В конце августа, не использовав для деревенской идиллии двухмесячного отпуска, Пушкин вернулся в Петербург. Ему пришлось жить в доме родителей. Пушкины нанимали второй этаж в доме Клокачева, на Фонтанке, близ Калинкина моста, а в первом этаже обитало семейство барона Корфа. И этот Корф в своей записке брезгливо рассказывает: «Дом их представлял всегда какой-то хаос: в одной комнате богатые старинные мебели, в другой пустые стены, даже без стульев; многочисленная, но оборванная и пьяная дворня; ветхие рыдваны с тощими клячами, пышные дамские наряды и вечный недостаток во всем, начиная от денег и до последнего стакана. Когда у них обедывало человека два-три лишних, то всегда присылали к нам за приборами». Немудрено, что Пушкин, познакомившись с Катениным, не приглашал его к себе; самолюбивому и мнительному Павлу Александровичу казалось это непонятным. Пушкин вообще никого не приглашал к себе и не мог приглашать. В доме Пушкиных быт в самом деле был очень странный. Сергей Львович Пушкин в своей скупости перешел какие-то пределы пристойности. Даже своему любимому Левушке он делал серьезные выговоры, если тому случалось разбить рюмку. Пушкин с горечью вспоминал в 1823 году, как отец упрекал его, когда он, больной, в осеннюю грязь или в трескучие морозы брал извозчика от Аничкова моста за восемьдесят копеек. С. А. Соболевский[141] рассказывал, как Пушкину приходилось упрашивать, чтобы ему купили бывшие тогда в моде бальные башмаки с пряжками, и как Сергей Львович предлагал ему свои старые, времен императора Павла. Поэт находил, впрочем, случаи для того, чтобы дразнить своего батюшку за скупость. Однажды Пушкину случилось кататься на лодке в обществе, в котором находился и Сергей Львович. Погода стояла тихая, а вода была так прозрачна, что можно было видеть речное дно. Пушкин вынул несколько золотых монет и одну за другою стал бросать в воду, любуясь их блеском в лучах солнца.
Пушкин был беспечен. Это возмущало Сергея Львовича, хотя он сам нисколько не был склонен обременять себя заботами и делами. Семисот рублей жалованья Пушкину, конечно, не хватало на его тогдашнюю жизнь. Заработка литературного еще не было. И вот, несмотря на такую нищету, Пушкин предался светской жизни и разгулу, который обращал на себя внимание. Откуда он брал средства для такого образа жизни? По-видимому, он пировал у своих многочисленных приятелей, не считая себя обязанным в свою очередь устраивать пиры для этих «друзей Вакха и Киприды».[142] В этом отношении он не мог, конечно, соперничать ни с Н. В. Всеволожским,[143] ни с В. В. Энгельгардтом,[144] ни с десятками других своих друзей и поклонников. Зато он «музу резвую привел на шум пиров и буйных споров».

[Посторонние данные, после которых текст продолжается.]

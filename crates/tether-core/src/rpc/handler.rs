//! Typed operation handlers.
//!
//! Any `Fn(&T, A1, .., An) -> R` with deserializable arguments and an
//! [`IntoOutcome`] return type can be registered as an operation. Arguments
//! are decoded positionally from the invocation's `v` array.

use std::collections::{BTreeMap, HashMap};
use std::fmt::Display;
use std::marker::PhantomData;
use std::sync::Arc;

use serde::de::DeserializeOwned;
use serde::Serialize;
use serde_json::Value;

use crate::error::{Result, TetherError};

/// What an operation produced: its return values, or a call-level error.
#[derive(Debug, Clone, PartialEq)]
pub enum Outcome {
    Values(Vec<Value>),
    Failed(String),
}

/// Conversion of an operation's return type into an [`Outcome`].
pub trait IntoOutcome {
    fn into_outcome(self) -> Outcome;
}

fn single<T: Serialize>(value: T) -> Outcome {
    match serde_json::to_value(value) {
        Ok(v) => Outcome::Values(vec![v]),
        Err(e) => Outcome::Failed(format!("Failed to encode result: {}", e)),
    }
}

impl IntoOutcome for () {
    fn into_outcome(self) -> Outcome {
        Outcome::Values(Vec::new())
    }
}

impl IntoOutcome for Outcome {
    fn into_outcome(self) -> Outcome {
        self
    }
}

macro_rules! single_outcome {
    ($($ty:ty),* $(,)?) => {
        $(
            impl IntoOutcome for $ty {
                fn into_outcome(self) -> Outcome {
                    single(self)
                }
            }
        )*
    };
}

single_outcome!(
    bool, i8, i16, i32, i64, isize, u8, u16, u32, u64, usize, f32, f64, String, &'static str,
    Value,
);

impl<T: Serialize> IntoOutcome for Vec<T> {
    fn into_outcome(self) -> Outcome {
        single(self)
    }
}

impl<T: Serialize> IntoOutcome for Option<T> {
    fn into_outcome(self) -> Outcome {
        single(self)
    }
}

impl<K: Serialize + Ord, V: Serialize> IntoOutcome for BTreeMap<K, V> {
    fn into_outcome(self) -> Outcome {
        single(self)
    }
}

impl<K: Serialize + Eq + std::hash::Hash, V: Serialize> IntoOutcome for HashMap<K, V> {
    fn into_outcome(self) -> Outcome {
        single(self)
    }
}

/// Wraps any serializable value returned as a single result.
#[derive(Debug, Clone, PartialEq)]
pub struct Json<T>(pub T);

impl<T: Serialize> IntoOutcome for Json<T> {
    fn into_outcome(self) -> Outcome {
        single(self.0)
    }
}

macro_rules! tuple_outcome {
    ($($name:ident),+) => {
        impl<$($name: Serialize),+> IntoOutcome for ($($name,)+) {
            #[allow(non_snake_case)]
            fn into_outcome(self) -> Outcome {
                let ($($name,)+) = self;
                let mut values = Vec::new();
                $(
                    match serde_json::to_value($name) {
                        Ok(v) => values.push(v),
                        Err(e) => {
                            return Outcome::Failed(format!("Failed to encode result: {}", e));
                        }
                    }
                )+
                Outcome::Values(values)
            }
        }
    };
}

tuple_outcome!(A, B);
tuple_outcome!(A, B, C);
tuple_outcome!(A, B, C, D);
tuple_outcome!(A, B, C, D, E);
tuple_outcome!(A, B, C, D, E, F);

/// Trailing error convention: `Err` suppresses every other result.
impl<R: IntoOutcome, E: Display> IntoOutcome for std::result::Result<R, E> {
    fn into_outcome(self) -> Outcome {
        match self {
            Ok(r) => r.into_outcome(),
            Err(e) => Outcome::Failed(e.to_string()),
        }
    }
}

/// A callable operation on a receiver of type `T`.
///
/// `Args` is a marker tuple of the argument types so that one closure type
/// can only satisfy one arity.
pub trait Handler<T, Args>: Send + Sync + 'static {
    fn arity(&self) -> usize;

    fn call(&self, target: &T, name: &str, args: &[Value]) -> Result<Outcome>;
}

fn decode_arg<A: DeserializeOwned>(name: &str, index: usize, value: &Value) -> Result<A> {
    A::deserialize(value).map_err(|source| TetherError::ArgumentDecode {
        name: name.to_string(),
        index,
        source,
    })
}

macro_rules! count {
    () => { 0usize };
    ($head:ident $($tail:ident)*) => { 1usize + count!($($tail)*) };
}

macro_rules! impl_handler {
    ($($arg:ident),*) => {
        impl<T, F, R, $($arg,)*> Handler<T, ($($arg,)*)> for F
        where
            F: Fn(&T, $($arg),*) -> R + Send + Sync + 'static,
            R: IntoOutcome,
            $($arg: DeserializeOwned,)*
        {
            fn arity(&self) -> usize {
                count!($($arg)*)
            }

            #[allow(non_snake_case, unused_variables, unused_mut)]
            fn call(&self, target: &T, name: &str, args: &[Value]) -> Result<Outcome> {
                let expected = count!($($arg)*);
                let mut values = args.iter().enumerate();
                $(
                    let $arg: $arg = match values.next() {
                        Some((index, value)) => decode_arg(name, index, value)?,
                        None => {
                            return Err(TetherError::ArityMismatch {
                                name: name.to_string(),
                                expected,
                                actual: args.len(),
                            });
                        }
                    };
                )*
                Ok((self)(target, $($arg),*).into_outcome())
            }
        }
    };
}

impl_handler!();
impl_handler!(A1);
impl_handler!(A1, A2);
impl_handler!(A1, A2, A3);
impl_handler!(A1, A2, A3, A4);
impl_handler!(A1, A2, A3, A4, A5);
impl_handler!(A1, A2, A3, A4, A5, A6);
impl_handler!(A1, A2, A3, A4, A5, A6, A7);
impl_handler!(A1, A2, A3, A4, A5, A6, A7, A8);

/// Object-safe view of a registered handler.
pub(crate) trait ErasedOperation<T>: Send + Sync {
    fn arity(&self) -> usize;

    fn call(&self, target: &T, name: &str, args: &[Value]) -> Result<Outcome>;
}

struct Erased<H, Args> {
    handler: H,
    _args: PhantomData<fn() -> Args>,
}

impl<T, H, Args> ErasedOperation<T> for Erased<H, Args>
where
    H: Handler<T, Args>,
    Args: 'static,
{
    fn arity(&self) -> usize {
        self.handler.arity()
    }

    fn call(&self, target: &T, name: &str, args: &[Value]) -> Result<Outcome> {
        self.handler.call(target, name, args)
    }
}

pub(crate) type Operation<T> = Arc<dyn ErasedOperation<T>>;

pub(crate) fn erase<T, H, Args>(handler: H) -> Operation<T>
where
    T: 'static,
    H: Handler<T, Args>,
    Args: 'static,
{
    Arc::new(Erased {
        handler,
        _args: PhantomData,
    })
}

Пушкин гордился своей «ветреной подругой», но, конечно, она была его спутницей не только во время поездок на «остров Цитеры»[145] или при жертвах вечно юному Бахусу. За видимым разгулом таилась иная жизнь. Но поэт не любил откровенничать и предпочитал репутацию беспечного гуляки. Старшие его друзья были обеспокоены его судьбой. А. И. Тургенев жалуется в ноябре 1817 года Жуковскому: «Пушкина-Сверчка я ежедневно браню за его леность и нерадение о собственном образовании. К этому присоединились и вкус к площадному волокитству, и вольнодумство, также площадное, восемнадцатого столетия. Где же пища для поэта? Между тем он разоряется на мелкой монете. Пожури его». Вздыхал и Е. А. Энгельгардт, до которого доходили слухи о кутежах Пушкина: «Ах, если бы бездельник этот захотел учиться, он был бы человеком выдающимся в нашей литературе…»
Проходит несколько месяцев, и Тургенев опять жалуется на Пушкина в письме к Вяземскому: «Пушкин по утрам рассказывает Жуковскому, где он всю ночь не спал, целый день делает визиты б…м, мне и кн. Голицыной,[146] а ввечеру иногда играет в банк[147]…» Даже К. Н. Батюшков стал беспокоиться и предлагал отправить Пушкина в Геттинген и «кормить года три молочным супом и логикой»… Авось тогда образумится.
Впрочем, если бы у нас не было этих свидетельств о беспутном поведении Пушкина, мы знали бы о всех его слабостях из его собственных признаний. Вскоре после лицея он в концовке остроумного послания А. И. Тургеневу объявил, что «поэма никогда не стоит улыбки сладострастных уст». Этот афоризм стал его девизом, по крайней мере в трехлетие его петербургской жизни до высылки на Юг. Однако, как бы он ни бравировал своим пристрастием к радостям «общедоступной Афродиты», на самом деле он свято хранил в сердце иные радости. В послании к Жуковскому («Когда к мечтательному миру…») он признается старшему другу:
Об этом, конечно, он не станет говорить ни Мансурову,[148] ни Юрьеву,[149] ни Щербинину.[150] С уланом Юрьевым он будет болтать о ветреных Лаисах[151] и об его усах, попутно сообщая, что он, поэт, «потомок негров безобразный», нравится этим самым Лаисам «бесстыдным бешенством желаний». С красавцем и богачом Щербининым он будет вспоминать о том, как они вином душистым запивали «жирный страсбургский пирог», а Мансурову напишет такое письмо, очевидно, сохраняя стиль своих с ним бесед, что его воспроизвести в печати полностью никак нельзя по непристойности выражений.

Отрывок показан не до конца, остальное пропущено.